■ EXTRACTED INFORMATION ■
· · · ·
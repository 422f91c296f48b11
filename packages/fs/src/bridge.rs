//! File-protocol operations mapped onto store requests.
//!
//! Every operation that needs store data fetches it fresh, with exactly one
//! request, and applies its effect to the handle only once that request has
//! succeeded. The one exception is [`EtcdFs::stat`], which answers from the
//! handle's cached node.

use std::sync::Arc;

use etcdfs_core::{KeyPath, Qid};
use etcdfs_http::{CreateKind, EtcdClient, HttpExecutor};

use crate::config::Config;
use crate::dirent::{DirEntries, DirEntry};
use crate::error::FsError;
use crate::handle::Handle;

/// Result of reading a handle.
#[derive(Debug, Clone, PartialEq, Eq)]
pub enum ReadReply {
    /// Bytes of a leaf value.
    Data(Vec<u8>),
    /// Entries of a directory.
    Entries(Vec<DirEntry>),
}

/// The bridge: the operation callbacks over one store endpoint.
///
/// `EtcdFs` holds no per-reference state and is cheap to clone, so one
/// instance can serve any number of concurrent connections.
#[derive(Debug, Clone)]
pub struct EtcdFs {
    client: EtcdClient,
    config: Arc<Config>,
}

impl EtcdFs {
    /// Create a bridge that talks to `config.endpoint` over HTTP.
    pub fn new(config: Config) -> Result<Self, FsError> {
        let client = EtcdClient::new(config.endpoint.as_str(), config.timeout)?;
        Ok(Self {
            client,
            config: Arc::new(config),
        })
    }

    /// Create a bridge with a custom HTTP executor.
    pub fn with_executor(config: Config, executor: Arc<dyn HttpExecutor>) -> Result<Self, FsError> {
        let client = EtcdClient::with_executor(executor, config.endpoint.as_str())?;
        Ok(Self {
            client,
            config: Arc::new(config),
        })
    }

    pub fn config(&self) -> &Config {
        &self.config
    }

    /// Create the root handle.
    ///
    /// Only the default (empty) attach specifier is accepted.
    pub fn attach(&self, aname: &str) -> Result<Handle, FsError> {
        if !aname.is_empty() {
            return Err(FsError::InvalidAttachSpecifier);
        }

        let path = KeyPath::root();
        let node = self.client.get(&path).map_err(|e| {
            log::debug!("attach: {}", e);
            FsError::AttachFailed(e)
        })?;

        Ok(Handle::new(path, node))
    }

    /// Duplicate a handle by fetching its path again.
    ///
    /// The new handle may see a newer version than `source` if the node
    /// changed in the meantime; `source` is not refreshed.
    pub fn clone_handle(&self, source: &Handle) -> Result<Handle, FsError> {
        log::debug!("clone {}", source.path);

        let node = self.client.get(&source.path).map_err(|e| {
            log::debug!("clone {}: {}", source.path, e);
            FsError::CloneFailed(e)
        })?;

        Ok(Handle::new(source.path.clone(), node))
    }

    /// Move `handle` one component: to its parent for `..`, otherwise to the
    /// named child.
    ///
    /// On failure the handle is left exactly as it was.
    pub fn walk1(&self, handle: &mut Handle, name: &str) -> Result<Qid, FsError> {
        let candidate = if name == ".." {
            handle.path.parent()
        } else {
            handle.path.join(name).map_err(|e| {
                log::debug!("walk1 {} {}: {}", handle.path, name, e);
                FsError::NotFound {
                    path: format!("{}/{}", handle.path, name),
                }
            })?
        };

        log::debug!("walk1 {} {} -> {}", handle.path, name, candidate);

        let node = self.client.get(&candidate).map_err(|e| {
            log::debug!("walk1 {}: {}", candidate, e);
            FsError::NotFound {
                path: candidate.to_string(),
            }
        })?;

        handle.path = candidate;
        handle.node = node;
        Ok(handle.qid())
    }

    /// Open a handle. No mode or permission checks are made.
    pub fn open(&self, handle: &Handle) -> Qid {
        handle.qid()
    }

    /// Read the handle's current contents, fetched fresh.
    ///
    /// For a leaf, `offset` and `count` select a byte range of the value.
    /// For a directory they select entries: `offset` is the index of the
    /// first entry and `count` the most entries returned. The fresh node
    /// replaces the handle's cached one.
    pub fn read(&self, handle: &mut Handle, offset: u64, count: u32) -> Result<ReadReply, FsError> {
        let fresh = self.client.get(&handle.path).map_err(|e| {
            log::debug!("read {}: {}", handle.path, e);
            FsError::Read(e)
        })?;

        let reply = if fresh.is_dir() || handle.path.is_root() {
            let start = usize::try_from(offset).unwrap_or(usize::MAX);
            ReadReply::Entries(
                DirEntries::starting_at(&fresh, start)
                    .take(count as usize)
                    .collect(),
            )
        } else {
            ReadReply::Data(slice_range(fresh.value_bytes(), offset, count).to_vec())
        };

        handle.node = fresh;
        Ok(reply)
    }

    /// Replace the handle's value with `data`.
    ///
    /// Writes are whole-value: the offset a client writes at is not
    /// consulted, and the full count is always reported as accepted.
    pub fn write(&self, handle: &mut Handle, data: &[u8]) -> Result<u32, FsError> {
        log::debug!("write {} ({} bytes)", handle.path, data.len());

        let node = self.client.put(&handle.path, data).map_err(|e| {
            log::debug!("etcd post {}: {}", handle.path, e);
            FsError::PostFailed(e)
        })?;

        handle.node = node;
        Ok(u32::try_from(data.len()).unwrap_or(u32::MAX))
    }

    /// Create `name` under the handle's directory and move the handle to it.
    ///
    /// Fails without touching the handle if anything already exists there.
    pub fn create(&self, handle: &mut Handle, name: &str, kind: CreateKind) -> Result<Qid, FsError> {
        let path = handle.path.join(name)?;
        log::debug!("create {} ({:?})", path, kind);

        let node = self.client.create(&path, kind).map_err(|e| {
            log::debug!("create {}: {}", path, e);
            FsError::CreateFailed(e)
        })?;

        handle.path = path;
        handle.node = node;
        Ok(handle.qid())
    }

    /// Delete the handle's node from the store. The handle is released
    /// whether or not the delete succeeds.
    pub fn remove(&self, handle: Handle) -> Result<(), FsError> {
        if handle.path.is_root() {
            return Err(FsError::RemoveRoot);
        }

        log::debug!("remove {}", handle.path);

        self.client
            .delete(&handle.path, handle.node.is_dir())
            .map(|_| ())
            .map_err(|e| {
                log::debug!("remove {}: {}", handle.path, e);
                FsError::RemoveFailed(e)
            })
    }

    /// Stat the handle from its cached node.
    ///
    /// Unlike [`EtcdFs::read`] this does not contact the store, so it can
    /// report metadata that is stale by however long ago the handle last
    /// fetched.
    pub fn stat(&self, handle: &Handle) -> DirEntry {
        handle.stat()
    }

    /// Release a handle and everything it owns.
    pub fn destroy(&self, handle: Handle) {
        log::debug!("destroy {}", handle.path);
        drop(handle);
    }
}

fn slice_range(bytes: &[u8], offset: u64, count: u32) -> &[u8] {
    let len = bytes.len();
    let start = usize::try_from(offset).unwrap_or(usize::MAX).min(len);
    let end = start.saturating_add(count as usize).min(len);
    &bytes[start..end]
}

#[cfg(test)]
mod tests {
    use super::*;

    #[test]
    fn slice_range_clamps() {
        let bytes = b"hello";
        assert_eq!(slice_range(bytes, 0, 100), b"hello");
        assert_eq!(slice_range(bytes, 1, 3), b"ell");
        assert_eq!(slice_range(bytes, 5, 10), b"");
        assert_eq!(slice_range(bytes, 99, 10), b"");
        assert_eq!(slice_range(bytes, u64::MAX, u32::MAX), b"");
    }
}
· · · ·
Word for word, quote the lines of the material from the first line through the line with "use crate::handle::Handle;", both ends included.

■ RESULT OF THE TASK ■
repository 422f91c296f48b11
filename packages/fs/src/bridge.rs
//! File-protocol operations mapped onto store requests.
//!
//! Every operation that needs store data fetches it fresh, with exactly one
//! request, and applies its effect to the handle only once that request has
//! succeeded. The one exception is [`EtcdFs::stat`], which answers from the
//! handle's cached node.

use std::sync::Arc;

use etcdfs_core::{KeyPath, Qid};
use etcdfs_http::{CreateKind, EtcdClient, HttpExecutor};

use crate::config::Config;
use crate::dirent::{DirEntries, DirEntry};
use crate::error::FsError;
use crate::handle::Handle;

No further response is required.